He said he is moving into an apartment, and he had dental and vision screenings, immunizations and a basic medical checkup at Thursday's Homeless Connect event.
Wellings, 47, was among dozens of people who came to the event, which was part of the Thurston County Homeless Census. Held at First Christian Church and Temple Beth Hatfiloh, it was an opportunity for the county to conduct its annual count of the homeless, as well as to offer social services for people on the streets.
"I think it's wonderful," Wellings said.
Nearly 70 people arrived in the first three hours, said Steve Briggs, event manager for Homeless Connect.
"People were camped in front of the doorways" when the event began at 8 a.m., said Anna Schlecht, census coordinator.
It was an opportunity for people to get haircuts, food and social services from multiple organizations. A row of tents was set up along Franklin Street, offering services to people who didn't want to come in, and for their pets.
Sheena Weber came with her fiancé, Ian Azure, 28, and 4-year-old boy, Ayden. She was happy to stand up and be counted for the census.
"It can help, like, all the homeless get better services for everyone that needs it," said Weber, 30.
Organizers say that's true; the census is used to help the community qualify for grants for social services.
Weber and others were visibly exhausted. She and Ayden took a brief nap at a table at First Christian, Weber with her head on the table and Ayden sprawled out on chairs.
The family has been living off the goodwill of others in their homes. Two of her other children, ages 6 and 7, were in school.
She said they are working with the Housing Authority of Thurston County to get permanent housing, maybe in March.
"This is awesome," Azure said of Homeless Connect.
Many of the people working Thursday were volunteers, from the people conducting the surveys to the doctors and nurses providing medical services.
"We're trying to work on our vision of a homeless-free community," said Dr. Diana Yu, Thurston County health officer. "So one of the ways to do that is to connect people to the services they need."
Schlecht said it also served another purpose.
"It's kind of a dry run of what we would do in the event of a major disaster," she said.

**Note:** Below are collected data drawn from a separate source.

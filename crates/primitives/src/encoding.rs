//! Canonical binary codec.
//!
//! Integers are little-endian fixed width, lengths are compact-size
//! varints (1/3/5/9 bytes, shortest form only), byte strings and vectors
//! are length-prefixed. This module is the only place raw byte layout
//! lives; everything above it works in typed terms.

use nucleon_consensus::Hash256;

const MAX_COMPACT_SIZE: u64 = 0x0200_0000;

#[derive(Default)]
pub struct Encoder {
    buf: Vec<u8>,
}

impl Encoder {
    pub fn new() -> Self {
        Self::default()
    }

    pub fn with_capacity(capacity: usize) -> Self {
        Self {
            buf: Vec::with_capacity(capacity),
        }
    }

    pub fn len(&self) -> usize {
        self.buf.len()
    }

    pub fn is_empty(&self) -> bool {
        self.buf.is_empty()
    }

    pub fn into_inner(self) -> Vec<u8> {
        self.buf
    }

    pub fn write_u8(&mut self, value: u8) {
        self.buf.push(value);
    }

    pub fn write_u16_le(&mut self, value: u16) {
        self.buf.extend_from_slice(&value.to_le_bytes());
    }

    pub fn write_u32_le(&mut self, value: u32) {
        self.buf.extend_from_slice(&value.to_le_bytes());
    }

    pub fn write_i32_le(&mut self, value: i32) {
        self.buf.extend_from_slice(&value.to_le_bytes());
    }

    pub fn write_u64_le(&mut self, value: u64) {
        self.buf.extend_from_slice(&value.to_le_bytes());
    }

    pub fn write_i64_le(&mut self, value: i64) {
        self.buf.extend_from_slice(&value.to_le_bytes());
    }

    pub fn write_bytes(&mut self, bytes: &[u8]) {
        self.buf.extend_from_slice(bytes);
    }

    pub fn write_hash(&mut self, hash: &Hash256) {
        self.buf.extend_from_slice(hash);
    }

    pub fn write_compact_size(&mut self, value: u64) {
        if value < 0xfd {
            self.write_u8(value as u8);
        } else if value <= 0xffff {
            self.write_u8(0xfd);
            self.write_u16_le(value as u16);
        } else if value <= 0xffff_ffff {
            self.write_u8(0xfe);
            self.write_u32_le(value as u32);
        } else {
            self.write_u8(0xff);
            self.write_u64_le(value);
        }
    }

    pub fn write_var_bytes(&mut self, bytes: &[u8]) {
        self.write_compact_size(bytes.len() as u64);
        self.write_bytes(bytes);
    }

    pub fn write_var_str(&mut self, value: &str) {
        self.write_var_bytes(value.as_bytes());
    }
}

#[derive(Debug, Clone, PartialEq, Eq)]
pub enum DecodeError {
    UnexpectedEof,
    NonCanonicalCompactSize,
    SizeTooLarge,
    InvalidData(&'static str),
    TrailingBytes,
}

impl std::fmt::Display for DecodeError {
    fn fmt(&self, f: &mut std::fmt::Formatter<'_>) -> std::fmt::Result {
        match self {
            DecodeError::UnexpectedEof => write!(f, "unexpected end of input"),
            DecodeError::NonCanonicalCompactSize => write!(f, "non-canonical compact size"),
            DecodeError::SizeTooLarge => write!(f, "compact size exceeds maximum"),
            DecodeError::InvalidData(message) => write!(f, "{message}"),
            DecodeError::TrailingBytes => write!(f, "trailing bytes after decode"),
        }
    }
}

impl std::error::Error for DecodeError {}

pub struct Decoder<'a> {
    input: &'a [u8],
    cursor: usize,
}

impl<'a> Decoder<'a> {
    pub fn new(input: &'a [u8]) -> Self {
        Self { input, cursor: 0 }
    }

    pub fn remaining(&self) -> usize {
        self.input.len().saturating_sub(self.cursor)
    }

    pub fn is_empty(&self) -> bool {
        self.cursor >= self.input.len()
    }

    fn read_slice(&mut self, len: usize) -> Result<&'a [u8], DecodeError> {
        if self.remaining() < len {
            return Err(DecodeError::UnexpectedEof);
        }
        let start = self.cursor;
        self.cursor += len;
        Ok(&self.input[start..start + len])
    }

    pub fn read_u8(&mut self) -> Result<u8, DecodeError> {
        Ok(self.read_slice(1)?[0])
    }

    pub fn read_u16_le(&mut self) -> Result<u16, DecodeError> {
        let bytes = self.read_slice(2)?;
        Ok(u16::from_le_bytes([bytes[0], bytes[1]]))
    }

    pub fn read_u32_le(&mut self) -> Result<u32, DecodeError> {
        let bytes = self.read_slice(4)?;
        Ok(u32::from_le_bytes([bytes[0], bytes[1], bytes[2], bytes[3]]))
    }

    pub fn read_i32_le(&mut self) -> Result<i32, DecodeError> {
        Ok(self.read_u32_le()? as i32)
    }

    pub fn read_u64_le(&mut self) -> Result<u64, DecodeError> {
        let bytes = self.read_slice(8)?;
        let mut out = [0u8; 8];
        out.copy_from_slice(bytes);
        Ok(u64::from_le_bytes(out))
    }

    pub fn read_i64_le(&mut self) -> Result<i64, DecodeError> {
        Ok(self.read_u64_le()? as i64)
    }

    pub fn read_bytes(&mut self, len: usize) -> Result<Vec<u8>, DecodeError> {
        Ok(self.read_slice(len)?.to_vec())
    }

    pub fn read_fixed<const N: usize>(&mut self) -> Result<[u8; N], DecodeError> {
        let bytes = self.read_slice(N)?;
        let mut out = [0u8; N];
        out.copy_from_slice(bytes);
        Ok(out)
    }

    pub fn read_hash(&mut self) -> Result<Hash256, DecodeError> {
        self.read_fixed::<32>()
    }

    pub fn read_compact_size(&mut self) -> Result<u64, DecodeError> {
        let prefix = self.read_u8()? as u64;
        let value = if prefix < 0xfd {
            prefix
        } else if prefix == 0xfd {
            let value = self.read_u16_le()? as u64;
            if value < 0xfd {
                return Err(DecodeError::NonCanonicalCompactSize);
            }
            value
        } else if prefix == 0xfe {
            let value = self.read_u32_le()? as u64;
            if value < 0x1_0000 {
                return Err(DecodeError::NonCanonicalCompactSize);
            }
            value
        } else {
            let value = self.read_u64_le()?;
            if value < 0x1_0000_0000 {
                return Err(DecodeError::NonCanonicalCompactSize);
            }
            value
        };

        if value > MAX_COMPACT_SIZE {
            return Err(DecodeError::SizeTooLarge);
        }
        Ok(value)
    }

    pub fn read_var_bytes(&mut self) -> Result<Vec<u8>, DecodeError> {
        let len = self.read_compact_size()?;
        let len = usize::try_from(len).map_err(|_| DecodeError::SizeTooLarge)?;
        self.read_bytes(len)
    }

    pub fn read_var_str(&mut self) -> Result<String, DecodeError> {
        let bytes = self.read_var_bytes()?;
        String::from_utf8(bytes).map_err(|_| DecodeError::InvalidData("invalid utf8 string"))
    }
}

pub trait Encodable {
    fn encode_to(&self, encoder: &mut Encoder);
}

pub trait Decodable: Sized {
    fn decode_from(decoder: &mut Decoder) -> Result<Self, DecodeError>;
}

/// Serialize a value to a fresh byte vector.
pub fn encode<T: Encodable>(value: &T) -> Vec<u8> {
    let mut encoder = Encoder::new();
    value.encode_to(&mut encoder);
    encoder.into_inner()
}

/// Decode a value from exactly `bytes`; surplus input is an error.
pub fn decode<T: Decodable>(bytes: &[u8]) -> Result<T, DecodeError> {
    let mut decoder = Decoder::new(bytes);
    let value = T::decode_from(&mut decoder)?;
    if !decoder.is_empty() {
        return Err(DecodeError::TrailingBytes);
    }
    Ok(value)
}
//! Ordered key-value storage abstraction.
//!
//! Keys live in one of a fixed set of column namespaces. Mutations can be
//! applied directly or collected into a [`WriteBatch`] and committed
//! atomically. Iteration is lexicographic within a column.

use std::fmt;
use std::sync::Arc;

use smallvec::SmallVec;

pub mod memory;

#[cfg(feature = "fjall")]
pub mod fjall;

#[derive(Debug)]
pub enum StoreError {
    Backend(String),
}

impl fmt::Display for StoreError {
    fn fmt(&self, f: &mut fmt::Formatter<'_>) -> fmt::Result {
        match self {
            StoreError::Backend(message) => write!(f, "{message}"),
        }
    }
}

impl std::error::Error for StoreError {}

/// Key namespaces of the chain-index store.
#[derive(Clone, Copy, Debug, Eq, PartialEq, Hash, Ord, PartialOrd)]
pub enum Column {
    BlockIndex,
    TxIndex,
    Meta,
}

impl Column {
    pub const ALL: [Column; 3] = [Column::BlockIndex, Column::TxIndex, Column::Meta];

    pub const fn index(self) -> usize {
        match self {
            Column::BlockIndex => 0,
            Column::TxIndex => 1,
            Column::Meta => 2,
        }
    }

    pub fn as_str(self) -> &'static str {
        match self {
            Column::BlockIndex => "block_index",
            Column::TxIndex => "tx_index",
            Column::Meta => "meta",
        }
    }
}

#[derive(Clone, Debug)]
pub struct WriteKey(SmallVec<[u8; 64]>);

impl WriteKey {
    pub fn as_slice(&self) -> &[u8] {
        self.0.as_slice()
    }
}

impl AsRef<[u8]> for WriteKey {
    fn as_ref(&self) -> &[u8] {
        self.as_slice()
    }
}

impl From<Vec<u8>> for WriteKey {
    fn from(value: Vec<u8>) -> Self {
        Self(SmallVec::from_vec(value))
    }
}

impl From<&[u8]> for WriteKey {
    fn from(value: &[u8]) -> Self {
        Self(SmallVec::from_slice(value))
    }
}

impl<const N: usize> From<[u8; N]> for WriteKey {
    fn from(value: [u8; N]) -> Self {
        Self(SmallVec::from_slice(&value))
    }
}

impl<const N: usize> From<&[u8; N]> for WriteKey {
    fn from(value: &[u8; N]) -> Self {
        Self(SmallVec::from_slice(value))
    }
}

#[derive(Clone, Debug)]
pub struct WriteValue(SmallVec<[u8; 64]>);

impl WriteValue {
    pub fn as_slice(&self) -> &[u8] {
        self.0.as_slice()
    }
}

impl AsRef<[u8]> for WriteValue {
    fn as_ref(&self) -> &[u8] {
        self.as_slice()
    }
}

impl From<Vec<u8>> for WriteValue {
    fn from(value: Vec<u8>) -> Self {
        Self(SmallVec::from_vec(value))
    }
}

impl From<&[u8]> for WriteValue {
    fn from(value: &[u8]) -> Self {
        Self(SmallVec::from_slice(value))
    }
}

impl<const N: usize> From<[u8; N]> for WriteValue {
    fn from(value: [u8; N]) -> Self {
        Self(SmallVec::from_slice(&value))
    }
}

impl<const N: usize> From<&[u8; N]> for WriteValue {
    fn from(value: &[u8; N]) -> Self {
        Self(SmallVec::from_slice(value))
    }
}

#[derive(Clone, Debug)]
pub enum WriteOp {
    Put {
        column: Column,
        key: WriteKey,
        value: WriteValue,
    },
    Delete {
        column: Column,
        key: WriteKey,
    },
}

/// An ordered list of mutations applied atomically by
/// [`KeyValueStore::write_batch`].
#[derive(Clone, Debug, Default)]
pub struct WriteBatch {
    ops: Vec<WriteOp>,
}

impl WriteBatch {
    pub fn new() -> Self {
        Self::default()
    }

    pub fn put(&mut self, column: Column, key: impl Into<WriteKey>, value: impl Into<WriteValue>) {
        self.ops.push(WriteOp::Put {
            column,
            key: key.into(),
            value: value.into(),
        });
    }

    pub fn delete(&mut self, column: Column, key: impl Into<WriteKey>) {
        self.ops.push(WriteOp::Delete {
            column,
            key: key.into(),
        });
    }

    pub fn iter(&self) -> impl DoubleEndedIterator<Item = &WriteOp> {
        self.ops.iter()
    }

    pub fn len(&self) -> usize {
        self.ops.len()
    }

    pub fn is_empty(&self) -> bool {
        self.ops.is_empty()
    }
}

/// Streaming prefix iteration callback. Return `Ok(true)` to keep going,
/// `Ok(false)` to stop early.
pub type PrefixVisitor<'a> = dyn FnMut(&[u8], &[u8]) -> Result<bool, StoreError> + 'a;

pub trait KeyValueStore: Send + Sync {
    fn get(&self, column: Column, key: &[u8]) -> Result<Option<Vec<u8>>, StoreError>;
    fn put(&self, column: Column, key: &[u8], value: &[u8]) -> Result<(), StoreError>;
    fn delete(&self, column: Column, key: &[u8]) -> Result<(), StoreError>;
    fn for_each_prefix<'a>(
        &self,
        column: Column,
        prefix: &[u8],
        visitor: &mut PrefixVisitor<'a>,
    ) -> Result<(), StoreError>;
    fn write_batch(&self, batch: &WriteBatch) -> Result<(), StoreError>;

    fn exists(&self, column: Column, key: &[u8]) -> Result<bool, StoreError> {
        Ok(self.get(column, key)?.is_some())
    }

    fn scan_prefix(
        &self,
        column: Column,
        prefix: &[u8],
    ) -> Result<Vec<(Vec<u8>, Vec<u8>)>, StoreError> {
        let mut results = Vec::new();
        self.for_each_prefix(column, prefix, &mut |key, value| {
            results.push((key.to_vec(), value.to_vec()));
            Ok(true)
        })?;
        Ok(results)
    }
}

impl<T: KeyValueStore + ?Sized> KeyValueStore for Arc<T> {
    fn get(&self, column: Column, key: &[u8]) -> Result<Option<Vec<u8>>, StoreError> {
        self.as_ref().get(column, key)
    }

    fn put(&self, column: Column, key: &[u8], value: &[u8]) -> Result<(), StoreError> {
        self.as_ref().put(column, key, value)
    }

    fn delete(&self, column: Column, key: &[u8]) -> Result<(), StoreError> {
        self.as_ref().delete(column, key)
    }

    fn for_each_prefix<'a>(
        &self,
        column: Column,
        prefix: &[u8],
        visitor: &mut PrefixVisitor<'a>,
    ) -> Result<(), StoreError> {
        self.as_ref().for_each_prefix(column, prefix, visitor)
    }

    fn write_batch(&self, batch: &WriteBatch) -> Result<(), StoreError> {
        self.as_ref().write_batch(batch)
    }

    fn exists(&self, column: Column, key: &[u8]) -> Result<bool, StoreError> {
        self.as_ref().exists(column, key)
    }

    fn scan_prefix(
        &self,
        column: Column,
        prefix: &[u8],
    ) -> Result<Vec<(Vec<u8>, Vec<u8>)>, StoreError> {
        self.as_ref().scan_prefix(column, prefix)
    }
}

Census-takers also took to the streets, homeless shelters and common places where people fly signs looking for money.
In a major change from past years, they didn't go into the woods to count people in makeshift camps. Organizers were concerned about volunteers'safety and did not want to alarm campers. Violence in such camps spiked in the past year, with three homicides associated with people without permanent addresses. Victims of such violence also were homeless in some cases.
Results for this year's census are expected in the spring.
Last year's census counted 724 homeless people in the county. Of the 691 people who gave an age, 320 were 25 or younger. There were 45 homeless people counted between 18 and 20 years old; 87 between 21 and 25; and 188 younger than 18.